Posted by go for it on November 27, 2009 at 7:43 PM
51
"I wanted to move in together, him to commit, he couldn't do it, he wasn't ready blablabla. We really love each other. He says he's still in love with me, he was devestated when he found out that I was seeing other guys"

What do you really want? Do you still want to move in together and commit? If you keep going like this, off-and-on, being vague about what you're doing, it's not going to happen. Why buy the cow when you can have the milk for free is probably what he's thinking. Also, I note that he became interested in you when you started seeing other guys. That is such classic boy behaviour. He treated you badly, you did the right thing by breaking up, other guys show interest in you, he shows interest in you again. *yawn*

If, on the other hand, you just really want great, intense sex, keep doing what you're doing. Like others said, have fun, but don't get too emotionally involved. Who knows, maybe you will end up long-term, like some of the commenters here, but don't HOPE for that, know what I mean?

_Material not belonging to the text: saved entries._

impl<T: Clone + PartialEq> ListSelection<T> {
    pub fn new(items: Vec<T>) -> Self {
        Self::with_selectable(items, |_| true)
    }

    pub fn with_selectable(items: Vec<T>, is_item_selectable: fn(&T) -> bool) -> Self {
        let mut selection = Self {
            items: Vec::new(),
            selections: Vec::new(),
            is_item_selectable,
        };
        selection.assign_items(items);
        selection
    }

    fn assign_items(&mut self, items: Vec<T>) {
        let index = match self.selections.first() {
            Some(range) if !items.is_empty() => range.start().min(items.len() - 1),
            _ => 0,
        };

        self.items = items;
        self.selections = if self.items.is_empty() {
            Vec::new()
        } else {
            vec![SelectionRange::point(index)]
        };
    }

    /// Remap the selection onto a new item list, collapsing to the nearest
    /// valid index when the list shrank.
    pub fn set_items(&self, items: Vec<T>) -> Self {
        let mut next = self.clone();
        next.assign_items(items);
        next
    }

    pub fn items(&self) -> &[T] {
        &self.items
    }

    pub fn last_item(&self) -> Option<&T> {
        self.items.last()
    }

    fn is_selectable_index(&self, index: usize) -> bool {
        (self.is_item_selectable)(&self.items[index])
    }

    pub fn select_first_item(&self, preserve_tail: bool) -> Self {
        for index in 0..self.items.len() {
            if self.is_selectable_index(index) {
                return self.select_index(index, preserve_tail);
            }
        }
        self.clone()
    }

    pub fn select_last_item(&self, preserve_tail: bool) -> Self {
        for index in (0..self.items.len()).rev() {
            if self.is_selectable_index(index) {
                return self.select_index(index, preserve_tail);
            }
        }
        self.clone()
    }

    pub fn select_all_items(&self) -> Self {
        self.select_first_item(false).select_last_item(true)
    }

    /// Move the head one selectable item forward, collapsing any
    /// multi-range selection to a single range first.
    pub fn select_next_item(&self, preserve_tail: bool) -> Self {
        let Some(first) = self.selections.first() else {
            return self.select_first_item(false);
        };

        let mut index = first.head;
        let mut next_index = index;
        while index + 1 < self.items.len() {
            index += 1;
            if self.is_selectable_index(index) {
                next_index = index;
                break;
            }
        }
        self.select_index(next_index, preserve_tail)
    }

    pub fn select_previous_item(&self, preserve_tail: bool) -> Self {
        let Some(first) = self.selections.first() else {
            return self.select_last_item(false);
        };

        let mut index = first.head;
        let mut previous_index = index;
        while index > 0 {
            index -= 1;
            if self.is_selectable_index(index) {
                previous_index = index;
                break;
            }
        }
        self.select_index(previous_index, preserve_tail)
    }

    /// Select `item`, either replacing the selection or (with
    /// `preserve_tail`) extending the current range's head to it.
    pub fn select_item(&self, item: &T, preserve_tail: bool) -> Self {
        match self.items.iter().position(|candidate| candidate == item) {
            Some(index) => self.select_index(index, preserve_tail),
            None => {
                debug_assert!(false, "selected item is not in the list");
                self.clone()
            }
        }
    }

    pub fn select_index(&self, index: usize, preserve_tail: bool) -> Self {
        debug_assert!(index < self.items.len(), "selection index out of range");

        let mut next = self.clone();
        if preserve_tail && let Some(first) = next.selections.first_mut() {
            first.head = index;
        } else {
            next.selections = vec![SelectionRange::point(index)];
        }
        next
    }

    /// Add a new disjoint range at `item`, or start subtracting if the
    /// item is already selected. The outcome settles at the next
    /// [`coalesce`](Self::coalesce).
    pub fn add_or_subtract_selection(&self, item: &T) -> Self {
        let Some(index) = self.items.iter().position(|candidate| candidate == item) else {
            debug_assert!(false, "selected item is not in the list");
            return self.clone();
        };

        let negate = self.selected_indices().contains(&index);
        let mut next = self.clone();
        next.selections.insert(
            0,
            SelectionRange {
                head: index,
                tail: index,
                negate,
            },
        );
        next
    }

    /// Merge overlapping and adjacent ranges into the most recent one, and
    /// resolve a negated most-recent range by trimming or splitting the
    /// ranges it covers.
    pub fn coalesce(&self) -> Self {
        let mut next = self.clone();
        let Some(most_recent) = next.selections.first().copied() else {
            return next;
        };

        // Grow the coalescing window across unselectable neighbors so two
        // ranges separated only by unselectable items merge.
        let mut start = most_recent.start();
        let mut end = most_recent.end();
        while start > 0 && !next.is_selectable_index(start - 1) {
            start -= 1;
        }
        while end + 1 < next.items.len() && !next.is_selectable_index(end + 1) {
            end += 1;
        }

        let negate = most_recent.negate;
        let mut index = 1;
        while index < next.selections.len() {
            let current = next.selections[index];
            let current_start = current.start();
            let current_end = current.end();

            let touches = start <= current_end + 1 && current_start <= end + 1;
            if !touches {
                index += 1;
                continue;
            }

            if negate {
                // Trim the overlapped range down to the pieces outside the
                // negated window, keeping its head/tail orientation.
                let mut kept = Vec::new();
                if current.head > current.tail {
                    if current_end > end {
                        kept.push(SelectionRange {
                            tail: end + 1,
                            head: current_end,
                            negate: false,
                        });
                    }
                    if current_start < start {
                        kept.push(SelectionRange {
                            tail: current_start,
                            head: start - 1,
                            negate: false,
                        });
                    }
                } else {
                    if current_start < start {
                        kept.push(SelectionRange {
                            head: current_start,
                            tail: start - 1,
                            negate: false,
                        });
                    }
                    if current_end > end {
                        kept.push(SelectionRange {
                            head: end + 1,
                            tail: current_end,
                            negate: false,
                        });
                    }
                }
                let kept_len = kept.len();
                next.selections.splice(index..index + 1, kept);
                index += kept_len;
            } else {
                start = start.min(current_start);
                end = end.max(current_end);
                let first = &mut next.selections[0];
                if first.head >= first.tail {
                    first.head = end;
                    first.tail = start;
                } else {
                    first.head = start;
                    first.tail = end;
                }
                next.selections.remove(index);
            }
        }

        if negate {
            next.selections.remove(0);
        }
        next
    }

    /// Indices of the selected items, in list order. Negated ranges remove
    /// what older ranges added; unselectable items are never included.
    pub fn selected_indices(&self) -> BTreeSet<usize> {
        let mut indices = BTreeSet::new();
        for range in self.selections.iter().rev() {
            for index in range.start()..=range.end() {
                if !self.is_selectable_index(index) {
                    continue;
                }
                if range.negate {
                    indices.remove(&index);
                } else {
                    indices.insert(index);
                }
            }
        }
        indices
    }

    pub fn selected_items(&self) -> Vec<T> {
        self.selected_indices()
            .into_iter()
            .map(|index| self.items[index].clone())
            .collect()
    }

    pub fn head_index(&self) -> Option<usize> {
        self.selections.first().map(|range| range.head)
    }

    pub fn head_item(&self) -> Option<&T> {
        self.head_index().map(|index| &self.items[index])
    }

    pub fn tail_index(&self) -> Option<usize> {
        self.selections.first().map(|range| range.tail)
    }

    /// The lower bound of the most recently modified range.
    pub fn most_recent_start_index(&self) -> Option<usize> {
        self.selections.first().map(SelectionRange::start)
    }
}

But at this point, I think you need to work out your codependent and being a child of an alcoholic issues. If you're codependent, I don't know how you can NOT get emotionally involved with this guy, especially since you already are. I say make a commitment to yourself to get healthy, to work out those codependent issues, and learn how to have healthy relationships. Yes, you're young, you're 20 you should have fun blah blah, but you know what? It's better to work these issues out earlier than later. I'd rather see you deal with them now rather than in a few years after making some bad choices and getting screwed up from them and have THOSE to work out as well. I'm not saying you ARE going to make bad choices; I think there's a likelihood of not making very good choices given you're codependent and a child of alcoholics. I'd rather you head that off at the pass if you can.

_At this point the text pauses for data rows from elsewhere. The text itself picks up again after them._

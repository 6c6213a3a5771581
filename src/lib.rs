//! Patch model and selection engine for line-level git staging.
//!
//! The crate turns unified diff text into an immutable patch model — file
//! patches made of hunks of typed regions, all anchored on one shared
//! buffer — and derives new, syntactically valid diffs that stage or
//! unstage an arbitrary set of selected lines. A selection engine over the
//! same model keeps a user's hunk or line selection stable while the diff
//! is regenerated underneath it.
//!
//! The crate performs no I/O and never invokes git: diff text comes in,
//! patch text and selection state come out. Applying the derived patches
//! to an index is the caller's business.
//!
//! ```no_run
//! use diff_carve::{parse_diffs, build_multi_file_patch, parse_file_refs, resolve_rows};
//!
//! # fn main() -> Result<(), diff_carve::CarveError> {
//! let diff_text = "...output of git diff...";
//! let patches = build_multi_file_patch(&parse_diffs(diff_text)?)?;
//!
//! let refs = parse_file_refs("src/main.rs:10..15,-20")?;
//! let rows = resolve_rows(&patches, &refs)?;
//! let staged = patches.stage_patch_for_lines(&rows);
//! print!("{staged}");
//! # Ok(())
//! # }
//! ```

use error_set::error_set;

pub mod buffer;
pub mod display;
pub mod parse;
pub mod patch;
pub mod selection;
pub mod selector;

pub use buffer::{BufferBuilder, LayerKind, MarkerId, MarkerLayer, PatchBuffer, RangeTracker};
pub use display::format_patches;
pub use parse::{ParseError, parse_diffs};
pub use patch::{
    BuildError, DiffRecord, File, FileMode, FilePatch, Hunk, HunkRecord, IndexedRowRange,
    MultiFilePatch, Patch, PatchStatus, Region, RegionKind, RowSpan, build_multi_file_patch,
};
pub use selection::{DiffRow, FilePatchSelection, ListSelection, SelectionMode};
pub use selector::{FileLineRefs, LineRef, SelectorError, parse_file_refs, resolve_rows};

error_set! {
    /// Top-level error for diff-carve operations
    CarveError := {
        Parse(ParseError),
        Selector(SelectorError),
        Build(BuildError),
    }
}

I agree with Jade, Karla, and Pay. I disagree with girlinspain.
More...
Posted by LM on November 27, 2009 at 10:26 PM
52
Just because he doesn't want you to see other guys doesn't mean he loves you. Just means that he's insecure, and on some level, wants you to want him. It's an ego boost, even if he's not genuinely happy when he has you.

Look, you've gone through this not once, not twice, but three times. How many times do you have to repeat this before you realize this just isn't working for you two? In a few years, maybe you'll have both grown up a bit, and it'll all work out, but, for now, you need to tell him to fuck off, and don't hesitate, see other guys and do other things with your life.

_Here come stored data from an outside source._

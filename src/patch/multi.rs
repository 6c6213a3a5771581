//! Many file patches anchored on one shared buffer.

use std::collections::{BTreeSet, HashMap};

use tracing::debug;

use crate::buffer::{BufferBuilder, LayerKind, MarkerId, PatchBuffer, RangeTracker};
use crate::patch::file_patch::FilePatch;
use crate::patch::hunk::Hunk;
use crate::patch::region::RegionKind;

/// An inclusive row span returned to the selection layer.
#[derive(Debug, Clone, Copy, PartialEq, Eq)]
pub struct RowSpan {
    pub start_row: usize,
    pub end_row: usize,
}

impl RowSpan {
    pub fn new(start_row: usize, end_row: usize) -> Self {
        Self { start_row, end_row }
    }
}

/// A set of file patches sharing one buffer, with marker layers resolving
/// buffer rows back to the file patch and hunk that cover them.
#[derive(Debug, Clone, PartialEq, Eq)]
pub struct MultiFilePatch {
    buffer: PatchBuffer,
    file_patches: Vec<FilePatch>,
    marker_to_file_patch: HashMap<MarkerId, usize>,
    marker_to_hunk: HashMap<MarkerId, (usize, usize)>,
}

impl MultiFilePatch {
    pub fn new(text: String, file_patches: Vec<FilePatch>) -> Self {
        let mut buffer = PatchBuffer::new(text);
        let (marker_to_file_patch, marker_to_hunk) = mark_layers(&mut buffer, &file_patches);
        debug!(
            file_patches = file_patches.len(),
            bytes = buffer.text().len(),
            "assembled multi-file patch"
        );
        Self {
            buffer,
            file_patches,
            marker_to_file_patch,
            marker_to_hunk,
        }
    }

    pub fn empty() -> Self {
        Self::new(String::new(), vec![])
    }

    pub fn buffer(&self) -> &PatchBuffer {
        &self.buffer
    }

    pub fn file_patches(&self) -> &[FilePatch] {
        &self.file_patches
    }

    pub fn is_empty(&self) -> bool {
        self.file_patches.is_empty()
    }

    pub fn changed_line_count(&self) -> usize {
        self.file_patches
            .iter()
            .map(FilePatch::changed_line_count)
            .sum()
    }

    /// The file patch whose hunks cover `row`.
    pub fn file_patch_at(&self, row: usize) -> Option<&FilePatch> {
        let marker = self.buffer.layer(LayerKind::Patch).range_at(row)?;
        let index = self.marker_to_file_patch.get(&marker.id)?;
        self.file_patches.get(*index)
    }

    /// The hunk covering `row`.
    pub fn hunk_at(&self, row: usize) -> Option<&Hunk> {
        let marker = self.buffer.layer(LayerKind::Hunk).range_at(row)?;
        let (patch_index, hunk_index) = self.marker_to_hunk.get(&marker.id)?;
        self.file_patches
            .get(*patch_index)
            .and_then(|fp| fp.hunks().get(*hunk_index))
    }

    /// The file patches covering any row in `rows`, in patch order.
    ///
    /// Rows are visited in descending order and consecutive rows falling in
    /// the most recently found patch skip the layer query.
    pub fn file_patches_containing(
        &self,
        rows: impl IntoIterator<Item = usize>,
    ) -> Vec<&FilePatch> {
        let mut sorted: Vec<usize> = rows.into_iter().collect();
        sorted.sort_unstable_by(|a, b| b.cmp(a));

        let mut indices: Vec<usize> = Vec::new();
        let mut last: Option<(usize, RowSpan)> = None;
        for row in sorted {
            if let Some((_, span)) = last
                && span.start_row <= row
                && row <= span.end_row
            {
                continue;
            }
            let Some(marker) = self.buffer.layer(LayerKind::Patch).range_at(row) else {
                continue;
            };
            let Some(&index) = self.marker_to_file_patch.get(&marker.id) else {
                continue;
            };
            indices.push(index);
            last = Some((index, RowSpan::new(marker.start_row, marker.end_row)));
        }

        indices.reverse();
        indices
            .into_iter()
            .filter_map(|index| self.file_patches.get(index))
            .collect()
    }

    /// Fan staging out across every file patch containing a selected row,
    /// assembling the results on a freshly built shared buffer.
    pub fn stage_patch_for_lines(&self, rows: &BTreeSet<usize>) -> MultiFilePatch {
        self.derive(rows, |fp, fp_rows, src, out| {
            fp.stage_patch_for_lines(fp_rows, src, out)
        })
    }

    pub fn stage_patch_for_hunk(&self, hunk: &Hunk) -> MultiFilePatch {
        self.stage_patch_for_lines(&hunk.buffer_rows().collect())
    }

    /// Fan unstaging out across every file patch containing a selected row.
    pub fn unstage_patch_for_lines(&self, rows: &BTreeSet<usize>) -> MultiFilePatch {
        self.derive(rows, |fp, fp_rows, src, out| {
            fp.unstage_patch_for_lines(fp_rows, src, out)
        })
    }

    pub fn unstage_patch_for_hunk(&self, hunk: &Hunk) -> MultiFilePatch {
        self.unstage_patch_for_lines(&hunk.buffer_rows().collect())
    }

    /// Invert every file patch, unstaging all of them at once.
    pub fn full_unstage_patch(&self) -> MultiFilePatch {
        let mut out = BufferBuilder::new();
        let file_patches = self
            .file_patches
            .iter()
            .map(|fp| fp.full_unstage_patch(self.buffer.text(), &mut out))
            .collect();
        MultiFilePatch::new(out.into_text(), file_patches)
    }

    fn derive(
        &self,
        rows: &BTreeSet<usize>,
        derive_one: impl Fn(&FilePatch, &BTreeSet<usize>, &str, &mut BufferBuilder) -> FilePatch,
    ) -> MultiFilePatch {
        let mut out = BufferBuilder::new();
        let mut file_patches = Vec::new();

        for fp in &self.file_patches {
            let Some(span) = file_patch_span(fp) else {
                continue;
            };
            let fp_rows: BTreeSet<usize> = rows
                .range(span.start_row..=span.end_row)
                .copied()
                .collect();
            if fp_rows.is_empty() {
                continue;
            }
            file_patches.push(derive_one(fp, &fp_rows, self.buffer.text(), &mut out));
        }

        MultiFilePatch::new(out.into_text(), file_patches)
    }

    /// Re-anchor this patch set onto `previous`, the buffer of the patch
    /// set it replaces, so host state tied to that buffer survives the
    /// refresh. The donor's layers are cleared and rewritten; afterwards
    /// `previous` holds the discarded buffer.
    pub fn adopt_buffer_from(&mut self, previous: &mut PatchBuffer) {
        previous.set_text(self.buffer.text());
        let (marker_to_file_patch, marker_to_hunk) = mark_layers(previous, &self.file_patches);
        std::mem::swap(&mut self.buffer, previous);
        previous.clear_layers();
        self.marker_to_file_patch = marker_to_file_patch;
        self.marker_to_hunk = marker_to_hunk;
    }

    /// Where the selection should land after this patch set replaced
    /// `last`: the changed row whose position among still-unselected
    /// changed rows matches the count of unselected changed rows that
    /// preceded the highest previously selected row.
    pub fn next_selection_range(
        &self,
        last: &MultiFilePatch,
        last_selected_rows: &BTreeSet<usize>,
    ) -> RowSpan {
        let Some(&last_max) = last_selected_rows.iter().next_back() else {
            // Nothing was selected: land on the first change of the first
            // hunk.
            let first_change = self
                .file_patches
                .iter()
                .flat_map(|fp| fp.hunks())
                .flat_map(|hunk| hunk.changes().iter())
                .find(|change| change.is_change());
            return match first_change {
                Some(change) => {
                    RowSpan::new(change.range().start_row(), change.range().end_row())
                }
                None => RowSpan::new(0, 0),
            };
        };

        let mut index = 0usize;
        'walk: for fp in last.file_patches() {
            for hunk in fp.hunks() {
                for change in hunk.changes().iter().filter(|change| change.is_change()) {
                    for intersection in
                        change.intersect_rows_in(last_selected_rows, last.buffer.text(), true)
                    {
                        let includes_max = intersection.range.includes_row(last_max);
                        let delta = if includes_max {
                            last_max - intersection.range.start_row() + 1
                        } else {
                            intersection.range.row_count()
                        };
                        if intersection.gap {
                            index += delta;
                        }
                        if includes_max {
                            break 'walk;
                        }
                    }
                }
            }
        }

        let mut remaining = index;
        let mut last_changed_row = None;
        for fp in &self.file_patches {
            for hunk in fp.hunks() {
                for change in hunk.changes().iter().filter(|change| change.is_change()) {
                    let count = change.buffer_row_count();
                    if remaining < count {
                        let row = change.range().start_row() + remaining;
                        return RowSpan::new(row, row);
                    }
                    remaining -= count;
                    last_changed_row = Some(change.range().end_row());
                }
            }
        }

        match last_changed_row {
            Some(row) => RowSpan::new(row, row),
            None => RowSpan::new(0, 0),
        }
    }

    pub fn max_line_number_width(&self) -> usize {
        self.file_patches
            .iter()
            .map(FilePatch::max_line_number_width)
            .max()
            .unwrap_or(0)
    }
}

impl std::fmt::Display for MultiFilePatch {
    fn fmt(&self, f: &mut std::fmt::Formatter<'_>) -> std::fmt::Result {
        for fp in &self.file_patches {
            write!(f, "{}", fp.to_string_in(self.buffer.text()))?;
        }
        Ok(())
    }
}

fn file_patch_span(fp: &FilePatch) -> Option<RowSpan> {
    let hunks = fp.hunks();
    match (hunks.first(), hunks.last()) {
        (Some(first), Some(last)) => Some(RowSpan::new(
            first.row_range().start_row(),
            last.row_range().end_row(),
        )),
        _ => None,
    }
}

fn mark_layers(
    buffer: &mut PatchBuffer,
    file_patches: &[FilePatch],
) -> (HashMap<MarkerId, usize>, HashMap<MarkerId, (usize, usize)>) {
    buffer.clear_layers();
    let mut marker_to_file_patch = HashMap::new();
    let mut marker_to_hunk = HashMap::new();

    for (patch_index, fp) in file_patches.iter().enumerate() {
        if let Some(span) = file_patch_span(fp) {
            let id = buffer
                .layer_mut(LayerKind::Patch)
                .mark_range(span.start_row, span.end_row);
            marker_to_file_patch.insert(id, patch_index);
        }

        for (hunk_index, hunk) in fp.hunks().iter().enumerate() {
            let range = hunk.row_range();
            let id = buffer
                .layer_mut(LayerKind::Hunk)
                .mark_range(range.start_row(), range.end_row());
            marker_to_hunk.insert(id, (patch_index, hunk_index));

            for region in hunk.regions() {
                let kind = match region.kind() {
                    RegionKind::Unchanged => LayerKind::Unchanged,
                    RegionKind::Addition => LayerKind::Addition,
                    RegionKind::Deletion => LayerKind::Deletion,
                    RegionKind::NoNewline => LayerKind::NoNewline,
                };
                buffer
                    .layer_mut(kind)
                    .mark_range(region.range().start_row(), region.range().end_row());
            }
        }
    }

    (marker_to_file_patch, marker_to_hunk)
}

First loves are hard, and you retain a weak spot for that person for a very long time. Don't mistake this weakness for the fate. There will be better men, and you'll see this when you've separated from this guy enough that you can actually see them. :)
Posted by JudT on November 28, 2009 at 1:51 AM
Violet_DaGrinder 53
I think a lot of relationship problems come from deciding on the box you're trying to fill in your life ("husband", "primary", "fuckbuddy"), and then seeking a person to cram into it.That's backwards. People aren't box-shaped, and life is usually more flexible than interpersonal dynamics are. Meet the person, then see how they, specifically, fit into your life. Otherwise, you lose great people who may have been too awesome to fit into your preconception of the relationship.

Sounds like this guy doesn't wanna fit into the box you want him in. You accept where he does fit, or you let him go. If having some specific role in your life filled is really super crucial to your happiness, fine, but be clear about that.

Good luck.
Posted by Violet_DaGrinder http://www.imeem.com/jukeboxmusic51/music/y1malqpG/prince-the-new-power-generation-featuring-eric-leeds-on-f/ on November 28, 2009 at 5:14 PM
54
I'm confused about how this dirty asshole licking bigot is in a position to give advice to anyone. Got any sex advice for the "tard" crowd, FAGGOT felcher? You're NO better than anyone who's ever bashed you with a gay slur. Never forget that.